Ministra desafia Pinto Monteiro a demitir-se
Entrevista à TVI
“Eu hoje diria, sobre as do procurador-geral da República, o mesmo que disse no passado. As demissões devem partir dos próprios, quando entendem que não têm condições”, afirmou ontem a ministra da Justiça, em entrevista à TVI.
Embora realçando que entre o Governo e a PGR existe um clima de “lealdade e cooperação institucional”, Paula Teixeira da Cruz não escondeu que as divergências com Pinto Monteiro, manifestadas em 2010, se mantêm. E insistiu que o actual procurador dispõe de mais competências do que os seus antecessores.

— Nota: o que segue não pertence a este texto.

use thiserror::Error;

/// Errors surfaced by the resource factory and execution surface.
///
/// Allocation and device failures come back as `Err`; they are expected,
/// checkable conditions. Caller contract violations (null required handle,
/// mismatched resource counts) assert in debug builds and surface as
/// [`GpuError::Validation`] in release builds.
#[derive(Debug, Error)]
pub enum GpuError {
    #[error("ran out of resource slots")]
    SlotExhausted,
    #[error("invalid or stale resource handle")]
    InvalidHandle,
    #[error("validation failure: {0}")]
    Validation(&'static str),
    #[error("not supported by this backend: {0}")]
    Unsupported(&'static str),
}

pub type Result<T> = std::result::Result<T, GpuError>;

Há cerca de ano e meio, foram precisamente as queixas de Pinto Monteiro de que dispunha de “menos poderes do que a rainha de Inglaterra” que levaram Paula Teixeira da Cruz, então vice-presidente do PSD, a dirigir-lhe fortes críticas. “É o PGR quem deve, em primeira linha, tirar consequências”, disse na altura. Pedro Passos Coelho tomou a mesma posição.
Pinto Monteiro, cujo mandato termina dentro de um ano, considerou na ocasião “absolutamente necessário que o poder político decida se pretende um Ministério Público autónomo, mas com uma hierarquia a funcionar, ou se prefere o actual simulacro de hierarquia”.
Após a posse do Governo PSD/CDS, comunicou que não se demitia, nem punha o lugar à disposição. A ministra da Justiça voltou à carga, acusando procurador-geral de ser “pernicioso à democracia”.